Exercise instructions: Sort through the data and copy the lines holding the word "fechamento".

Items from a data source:
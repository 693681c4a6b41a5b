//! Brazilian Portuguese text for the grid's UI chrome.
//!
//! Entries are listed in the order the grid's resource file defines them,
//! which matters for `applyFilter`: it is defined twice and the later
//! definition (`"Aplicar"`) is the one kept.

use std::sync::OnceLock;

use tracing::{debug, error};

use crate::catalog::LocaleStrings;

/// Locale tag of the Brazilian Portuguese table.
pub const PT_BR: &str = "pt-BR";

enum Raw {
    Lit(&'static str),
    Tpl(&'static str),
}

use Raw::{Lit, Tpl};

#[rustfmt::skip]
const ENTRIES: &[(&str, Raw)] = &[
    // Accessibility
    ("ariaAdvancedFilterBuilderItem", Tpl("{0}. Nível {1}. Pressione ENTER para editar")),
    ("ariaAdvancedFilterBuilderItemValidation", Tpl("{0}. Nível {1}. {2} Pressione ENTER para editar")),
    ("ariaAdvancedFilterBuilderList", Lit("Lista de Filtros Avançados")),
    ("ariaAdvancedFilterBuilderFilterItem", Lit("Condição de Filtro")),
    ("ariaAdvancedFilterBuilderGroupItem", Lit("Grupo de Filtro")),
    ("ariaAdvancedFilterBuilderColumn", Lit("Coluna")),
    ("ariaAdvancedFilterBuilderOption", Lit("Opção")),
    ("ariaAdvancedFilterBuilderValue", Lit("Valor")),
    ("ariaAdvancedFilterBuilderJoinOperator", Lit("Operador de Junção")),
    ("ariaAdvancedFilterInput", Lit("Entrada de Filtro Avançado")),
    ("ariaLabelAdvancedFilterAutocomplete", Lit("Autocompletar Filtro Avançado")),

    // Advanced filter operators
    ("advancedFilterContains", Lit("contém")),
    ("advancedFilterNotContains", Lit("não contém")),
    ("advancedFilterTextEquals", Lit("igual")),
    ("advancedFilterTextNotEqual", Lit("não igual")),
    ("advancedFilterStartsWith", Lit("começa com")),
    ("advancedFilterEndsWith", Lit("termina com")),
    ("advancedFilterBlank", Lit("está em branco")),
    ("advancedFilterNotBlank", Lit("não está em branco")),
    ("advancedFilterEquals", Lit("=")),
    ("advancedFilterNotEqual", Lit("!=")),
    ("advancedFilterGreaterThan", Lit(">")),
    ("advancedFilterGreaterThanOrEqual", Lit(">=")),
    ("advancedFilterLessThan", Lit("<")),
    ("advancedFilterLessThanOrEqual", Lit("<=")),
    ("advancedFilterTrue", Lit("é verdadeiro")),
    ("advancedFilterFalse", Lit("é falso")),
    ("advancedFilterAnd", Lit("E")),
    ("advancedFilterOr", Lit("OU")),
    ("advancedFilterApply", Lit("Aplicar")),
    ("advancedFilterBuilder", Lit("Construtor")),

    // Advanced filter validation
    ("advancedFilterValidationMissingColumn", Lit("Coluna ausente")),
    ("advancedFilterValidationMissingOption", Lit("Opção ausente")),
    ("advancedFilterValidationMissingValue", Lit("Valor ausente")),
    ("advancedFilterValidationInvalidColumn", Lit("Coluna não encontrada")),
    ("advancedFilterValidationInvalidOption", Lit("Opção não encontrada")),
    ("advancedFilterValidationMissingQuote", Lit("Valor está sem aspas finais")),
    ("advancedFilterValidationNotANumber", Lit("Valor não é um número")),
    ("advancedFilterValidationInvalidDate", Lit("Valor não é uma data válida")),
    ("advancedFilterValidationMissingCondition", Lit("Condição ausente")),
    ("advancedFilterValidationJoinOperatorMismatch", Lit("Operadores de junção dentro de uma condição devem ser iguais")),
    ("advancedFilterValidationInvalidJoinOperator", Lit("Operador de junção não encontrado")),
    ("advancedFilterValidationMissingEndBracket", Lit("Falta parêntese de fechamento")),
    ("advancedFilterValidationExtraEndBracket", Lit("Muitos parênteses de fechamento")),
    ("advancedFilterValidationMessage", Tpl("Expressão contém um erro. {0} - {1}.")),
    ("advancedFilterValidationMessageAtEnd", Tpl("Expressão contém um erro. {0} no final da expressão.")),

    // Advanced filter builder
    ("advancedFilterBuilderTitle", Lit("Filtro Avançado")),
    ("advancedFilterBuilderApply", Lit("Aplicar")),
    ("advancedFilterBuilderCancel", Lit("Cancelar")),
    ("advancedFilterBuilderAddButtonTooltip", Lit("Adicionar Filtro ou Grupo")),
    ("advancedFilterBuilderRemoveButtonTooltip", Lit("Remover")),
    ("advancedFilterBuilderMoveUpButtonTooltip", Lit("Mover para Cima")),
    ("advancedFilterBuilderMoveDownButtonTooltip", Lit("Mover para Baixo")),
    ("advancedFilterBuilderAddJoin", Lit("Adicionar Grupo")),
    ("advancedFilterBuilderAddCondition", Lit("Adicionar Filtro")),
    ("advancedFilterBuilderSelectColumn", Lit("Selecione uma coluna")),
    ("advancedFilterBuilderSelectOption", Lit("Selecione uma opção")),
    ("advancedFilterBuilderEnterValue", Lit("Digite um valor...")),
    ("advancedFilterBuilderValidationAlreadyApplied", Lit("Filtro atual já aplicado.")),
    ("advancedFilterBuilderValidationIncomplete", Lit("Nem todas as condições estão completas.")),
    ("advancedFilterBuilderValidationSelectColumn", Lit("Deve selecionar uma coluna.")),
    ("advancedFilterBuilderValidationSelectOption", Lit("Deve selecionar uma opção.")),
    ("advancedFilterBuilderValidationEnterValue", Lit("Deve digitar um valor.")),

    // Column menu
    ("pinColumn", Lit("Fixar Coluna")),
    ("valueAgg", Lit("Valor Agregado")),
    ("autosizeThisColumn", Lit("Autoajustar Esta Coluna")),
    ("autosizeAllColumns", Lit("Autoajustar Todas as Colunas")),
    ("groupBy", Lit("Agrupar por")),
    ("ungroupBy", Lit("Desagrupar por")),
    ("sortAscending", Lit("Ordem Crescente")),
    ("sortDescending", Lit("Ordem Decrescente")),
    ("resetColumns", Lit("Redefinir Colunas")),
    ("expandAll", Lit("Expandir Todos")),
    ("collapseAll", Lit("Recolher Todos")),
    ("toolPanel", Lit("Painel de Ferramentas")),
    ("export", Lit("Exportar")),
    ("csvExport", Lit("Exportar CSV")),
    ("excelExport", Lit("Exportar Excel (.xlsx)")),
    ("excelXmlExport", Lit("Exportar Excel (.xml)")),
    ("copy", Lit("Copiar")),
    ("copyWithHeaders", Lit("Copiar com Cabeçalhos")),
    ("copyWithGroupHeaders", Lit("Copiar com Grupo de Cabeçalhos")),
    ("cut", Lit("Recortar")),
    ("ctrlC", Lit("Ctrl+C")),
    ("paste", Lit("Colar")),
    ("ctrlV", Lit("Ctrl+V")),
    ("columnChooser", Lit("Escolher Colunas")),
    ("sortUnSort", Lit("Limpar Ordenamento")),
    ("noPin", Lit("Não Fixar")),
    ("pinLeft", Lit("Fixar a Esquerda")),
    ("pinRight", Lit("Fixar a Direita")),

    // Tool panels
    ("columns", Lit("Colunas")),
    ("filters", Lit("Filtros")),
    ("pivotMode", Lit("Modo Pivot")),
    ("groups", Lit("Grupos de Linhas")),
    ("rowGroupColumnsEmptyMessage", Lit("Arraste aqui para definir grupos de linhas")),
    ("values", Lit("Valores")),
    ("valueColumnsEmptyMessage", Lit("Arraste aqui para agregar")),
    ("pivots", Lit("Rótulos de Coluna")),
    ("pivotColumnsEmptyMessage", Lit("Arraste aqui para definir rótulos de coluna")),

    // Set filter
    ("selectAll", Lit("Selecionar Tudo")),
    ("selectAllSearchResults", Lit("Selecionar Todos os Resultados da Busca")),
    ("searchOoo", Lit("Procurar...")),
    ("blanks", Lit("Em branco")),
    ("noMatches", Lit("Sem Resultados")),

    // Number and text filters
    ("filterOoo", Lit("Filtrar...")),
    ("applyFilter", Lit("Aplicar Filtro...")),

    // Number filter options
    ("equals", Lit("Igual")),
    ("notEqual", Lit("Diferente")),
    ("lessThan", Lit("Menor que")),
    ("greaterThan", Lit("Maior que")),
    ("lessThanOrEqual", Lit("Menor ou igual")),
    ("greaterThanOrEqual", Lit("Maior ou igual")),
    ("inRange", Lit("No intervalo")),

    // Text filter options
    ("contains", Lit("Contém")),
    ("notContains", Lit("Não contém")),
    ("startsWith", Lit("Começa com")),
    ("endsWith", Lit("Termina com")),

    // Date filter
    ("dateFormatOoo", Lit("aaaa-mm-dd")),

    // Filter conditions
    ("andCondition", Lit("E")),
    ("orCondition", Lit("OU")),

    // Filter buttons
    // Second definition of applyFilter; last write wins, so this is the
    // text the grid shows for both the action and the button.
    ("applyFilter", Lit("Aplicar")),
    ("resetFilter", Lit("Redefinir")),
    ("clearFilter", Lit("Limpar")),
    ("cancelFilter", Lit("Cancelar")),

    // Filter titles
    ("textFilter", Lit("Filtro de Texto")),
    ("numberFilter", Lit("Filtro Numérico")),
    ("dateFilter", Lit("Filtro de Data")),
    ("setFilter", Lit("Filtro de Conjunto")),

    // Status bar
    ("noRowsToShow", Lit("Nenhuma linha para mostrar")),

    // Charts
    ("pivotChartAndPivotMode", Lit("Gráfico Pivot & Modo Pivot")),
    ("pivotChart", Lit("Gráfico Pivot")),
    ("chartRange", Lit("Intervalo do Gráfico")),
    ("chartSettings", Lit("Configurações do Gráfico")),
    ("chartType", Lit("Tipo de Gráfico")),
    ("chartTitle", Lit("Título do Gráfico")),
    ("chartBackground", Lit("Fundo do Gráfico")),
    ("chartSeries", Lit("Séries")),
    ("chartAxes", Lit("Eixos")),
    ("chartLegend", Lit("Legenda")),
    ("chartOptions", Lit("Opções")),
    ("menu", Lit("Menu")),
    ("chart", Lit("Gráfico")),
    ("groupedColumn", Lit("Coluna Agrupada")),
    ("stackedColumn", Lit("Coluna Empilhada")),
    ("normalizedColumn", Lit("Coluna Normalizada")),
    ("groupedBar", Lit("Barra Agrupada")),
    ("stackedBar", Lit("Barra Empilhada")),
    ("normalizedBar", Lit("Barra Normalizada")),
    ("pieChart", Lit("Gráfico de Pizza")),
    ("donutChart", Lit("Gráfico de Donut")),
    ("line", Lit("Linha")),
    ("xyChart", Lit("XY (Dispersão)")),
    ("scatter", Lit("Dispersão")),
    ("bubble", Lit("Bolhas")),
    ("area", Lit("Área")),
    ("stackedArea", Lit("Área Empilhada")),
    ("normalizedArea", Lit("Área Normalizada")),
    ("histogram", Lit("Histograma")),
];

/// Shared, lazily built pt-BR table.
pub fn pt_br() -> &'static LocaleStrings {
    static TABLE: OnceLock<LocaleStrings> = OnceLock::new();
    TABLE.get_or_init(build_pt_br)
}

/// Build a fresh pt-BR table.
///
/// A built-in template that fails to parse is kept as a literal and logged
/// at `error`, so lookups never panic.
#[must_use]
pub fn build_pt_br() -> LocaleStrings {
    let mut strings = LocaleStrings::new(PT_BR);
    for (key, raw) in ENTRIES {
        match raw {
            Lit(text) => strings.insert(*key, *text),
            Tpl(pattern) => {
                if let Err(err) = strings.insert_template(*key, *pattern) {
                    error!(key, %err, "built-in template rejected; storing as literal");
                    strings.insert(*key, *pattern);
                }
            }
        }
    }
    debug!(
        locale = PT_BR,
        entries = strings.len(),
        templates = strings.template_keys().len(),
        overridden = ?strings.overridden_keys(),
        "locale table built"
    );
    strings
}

Written answer:
    ("advancedFilterValidationMissingEndBracket", Lit("Falta parêntese de fechamento")),
    ("advancedFilterValidationExtraEndBracket", Lit("Muitos parênteses de fechamento")),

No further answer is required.